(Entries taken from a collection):
□ □ □ □ □

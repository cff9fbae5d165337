use std::path::{Path, PathBuf};
use std::process::Command;

use tempfile::TempDir;

fn run_tangle(args: &[&str]) -> std::process::Output {
    Command::new(env!("CARGO_BIN_EXE_tangle"))
        .args(args)
        .output()
        .unwrap()
}

fn write_js(dir: &Path, name: &str, content: &str) -> PathBuf {
    let path = dir.join(name);
    std::fs::write(&path, content).unwrap();
    path
}

#[test]
fn usage_without_args() {
    let out = run_tangle(&[]);
    assert_eq!(out.status.code(), Some(2));
    let stderr = String::from_utf8_lossy(&out.stderr);
    assert!(stderr.contains("Usage: tangle"));
}

#[test]
fn unknown_command_fails() {
    let out = run_tangle(&["bundle"]);
    assert_eq!(out.status.code(), Some(2));
}

#[test]
fn resolve_orders_and_concatenates() {
    let dir = TempDir::new().unwrap();
    let user = write_js(dir.path(), "user.js", "var app = new Widget('x');\n");
    let lib = write_js(dir.path(), "lib.js", "function Widget(id) { this.id = id; }\n");

    let out = run_tangle(&[
        "resolve",
        user.to_str().unwrap(),
        lib.to_str().unwrap(),
    ]);
    assert!(out.status.success());
    let stdout = String::from_utf8_lossy(&out.stdout);
    let widget = stdout.find("function Widget").unwrap();
    let usage = stdout.find("new Widget").unwrap();
    assert!(widget < usage);
}

#[test]
fn names_only_prints_keys_in_order() {
    let dir = TempDir::new().unwrap();
    let user = write_js(dir.path(), "user.js", "Helper.go();\n");
    let lib = write_js(dir.path(), "helper.js", "var Helper = { go: function () {} };\n");

    let out = run_tangle(&[
        "resolve",
        "names-only",
        user.to_str().unwrap(),
        lib.to_str().unwrap(),
    ]);
    assert!(out.status.success());
    let stdout = String::from_utf8_lossy(&out.stdout);
    let lines: Vec<&str> = stdout.lines().collect();
    assert_eq!(lines.len(), 2);
    assert!(lines[0].ends_with("helper.js"));
    assert!(lines[1].ends_with("user.js"));
}

#[test]
fn out_option_writes_a_file() {
    let dir = TempDir::new().unwrap();
    let a = write_js(dir.path(), "a.js", "var A = 1;\n");
    let target = dir.path().join("bundle.js");

    let out = run_tangle(&[
        "resolve",
        &format!("out={}", target.display()),
        a.to_str().unwrap(),
    ]);
    assert!(out.status.success());
    assert!(out.stdout.is_empty());
    let written = std::fs::read_to_string(&target).unwrap();
    assert!(written.contains("var A = 1;"));
}

#[test]
fn only_option_restricts_the_bundle() {
    let dir = TempDir::new().unwrap();
    let a = write_js(dir.path(), "a.js", "var A = {};\n");
    let b = write_js(dir.path(), "b.js", "var B = { uses: A };\n");
    let c = write_js(dir.path(), "c.js", "var C = {};\n");

    let out = run_tangle(&[
        "resolve",
        "names-only",
        "only=B",
        a.to_str().unwrap(),
        b.to_str().unwrap(),
        c.to_str().unwrap(),
    ]);
    assert!(out.status.success());
    let stdout = String::from_utf8_lossy(&out.stdout);
    assert!(stdout.contains("a.js"));
    assert!(stdout.contains("b.js"));
    assert!(!stdout.contains("c.js"));
}

#[test]
fn missing_export_fails_with_message() {
    let dir = TempDir::new().unwrap();
    let a = write_js(dir.path(), "a.js", "var A = {};\n");
    let out = run_tangle(&["resolve", "only=Nope", a.to_str().unwrap()]);
    assert_eq!(out.status.code(), Some(1));
    let stderr = String::from_utf8_lossy(&out.stderr);
    assert!(stderr.contains("export does not exist: Nope"));
}

#[test]
fn missing_file_fails_per_key() {
    let out = run_tangle(&["resolve", "no_such_file.js"]);
    assert_eq!(out.status.code(), Some(1));
    let stderr = String::from_utf8_lossy(&out.stderr);
    assert!(stderr.contains("no_such_file.js"));
}

#[test]
fn tokens_dumps_a_token_per_line() {
    let dir = TempDir::new().unwrap();
    let a = write_js(dir.path(), "a.js", "var x = 1;\n");
    let out = run_tangle(&["tokens", a.to_str().unwrap()]);
    assert!(out.status.success());
    let stdout = String::from_utf8_lossy(&out.stdout);
    assert!(stdout.contains("KwVar"));
    assert_eq!(stdout.lines().count(), 5);
}

#[test]
fn ast_dumps_the_program() {
    let dir = TempDir::new().unwrap();
    let a = write_js(dir.path(), "a.js", "var x = 1;\n");
    let out = run_tangle(&["ast", a.to_str().unwrap()]);
    assert!(out.status.success());
    let stdout = String::from_utf8_lossy(&out.stdout);
    assert!(stdout.contains("Program"));
    assert!(stdout.contains("Var"));
}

□ □ □ □ □

(Problem):
Make an exact transcription of the entries.

(Solution to this task):
repository cff9fbae5d165337
use std::path::{Path, PathBuf};
use std::process::Command;

use tempfile::TempDir;

fn run_tangle(args: &[&str]) -> std::process::Output {
    Command::new(env!("CARGO_BIN_EXE_tangle"))
        .args(args)
        .output()
        .unwrap()
}

fn write_js(dir: &Path, name: &str, content: &str) -> PathBuf {
    let path = dir.join(name);
    std::fs::write(&path, content).unwrap();
    path
}

#[test]
fn usage_without_args() {
    let out = run_tangle(&[]);
    assert_eq!(out.status.code(), Some(2));
    let stderr = String::from_utf8_lossy(&out.stderr);
    assert!(stderr.contains("Usage: tangle"));
}

#[test]
fn unknown_command_fails() {
    let out = run_tangle(&["bundle"]);
    assert_eq!(out.status.code(), Some(2));
}

#[test]
fn resolve_orders_and_concatenates() {
    let dir = TempDir::new().unwrap();
    let user = write_js(dir.path(), "user.js", "var app = new Widget('x');\n");
    let lib = write_js(dir.path(), "lib.js", "function Widget(id) { this.id = id; }\n");

    let out = run_tangle(&[
        "resolve",
        user.to_str().unwrap(),
        lib.to_str().unwrap(),
    ]);
    assert!(out.status.success());
    let stdout = String::from_utf8_lossy(&out.stdout);
    let widget = stdout.find("function Widget").unwrap();
    let usage = stdout.find("new Widget").unwrap();
    assert!(widget < usage);
}

#[test]
fn names_only_prints_keys_in_order() {
    let dir = TempDir::new().unwrap();
    let user = write_js(dir.path(), "user.js", "Helper.go();\n");
    let lib = write_js(dir.path(), "helper.js", "var Helper = { go: function () {} };\n");

    let out = run_tangle(&[
        "resolve",
        "names-only",
        user.to_str().unwrap(),
        lib.to_str().unwrap(),
    ]);
    assert!(out.status.success());
    let stdout = String::from_utf8_lossy(&out.stdout);
    let lines: Vec<&str> = stdout.lines().collect();
    assert_eq!(lines.len(), 2);
    assert!(lines[0].ends_with("helper.js"));
    assert!(lines[1].ends_with("user.js"));
}

#[test]
fn out_option_writes_a_file() {
    let dir = TempDir::new().unwrap();
    let a = write_js(dir.path(), "a.js", "var A = 1;\n");
    let target = dir.path().join("bundle.js");

    let out = run_tangle(&[
        "resolve",
        &format!("out={}", target.display()),
        a.to_str().unwrap(),
    ]);
    assert!(out.status.success());
    assert!(out.stdout.is_empty());
    let written = std::fs::read_to_string(&target).unwrap();
    assert!(written.contains("var A = 1;"));
}

#[test]
fn only_option_restricts_the_bundle() {
    let dir = TempDir::new().unwrap();
    let a = write_js(dir.path(), "a.js", "var A = {};\n");
    let b = write_js(dir.path(), "b.js", "var B = { uses: A };\n");
    let c = write_js(dir.path(), "c.js", "var C = {};\n");

    let out = run_tangle(&[
        "resolve",
        "names-only",
        "only=B",
        a.to_str().unwrap(),
        b.to_str().unwrap(),
        c.to_str().unwrap(),
    ]);
    assert!(out.status.success());
    let stdout = String::from_utf8_lossy(&out.stdout);
    assert!(stdout.contains("a.js"));
    assert!(stdout.contains("b.js"));
    assert!(!stdout.contains("c.js"));
}

#[test]
fn missing_export_fails_with_message() {
    let dir = TempDir::new().unwrap();
    let a = write_js(dir.path(), "a.js", "var A = {};\n");
    let out = run_tangle(&["resolve", "only=Nope", a.to_str().unwrap()]);
    assert_eq!(out.status.code(), Some(1));
    let stderr = String::from_utf8_lossy(&out.stderr);
    assert!(stderr.contains("export does not exist: Nope"));
}

#[test]
fn missing_file_fails_per_key() {
    let out = run_tangle(&["resolve", "no_such_file.js"]);
    assert_eq!(out.status.code(), Some(1));
    let stderr = String::from_utf8_lossy(&out.stderr);
    assert!(stderr.contains("no_such_file.js"));
}

#[test]
fn tokens_dumps_a_token_per_line() {
    let dir = TempDir::new().unwrap();
    let a = write_js(dir.path(), "a.js", "var x = 1;\n");
    let out = run_tangle(&["tokens", a.to_str().unwrap()]);
    assert!(out.status.success());
    let stdout = String::from_utf8_lossy(&out.stdout);
    assert!(stdout.contains("KwVar"));
    assert_eq!(stdout.lines().count(), 5);
}

#[test]
fn ast_dumps_the_program() {
    let dir = TempDir::new().unwrap();
    let a = write_js(dir.path(), "a.js", "var x = 1;\n");
    let out = run_tangle(&["ast", a.to_str().unwrap()]);
    assert!(out.status.success());
    let stdout = String::from_utf8_lossy(&out.stdout);
    assert!(stdout.contains("Program"));
    assert!(stdout.contains("Var"));
}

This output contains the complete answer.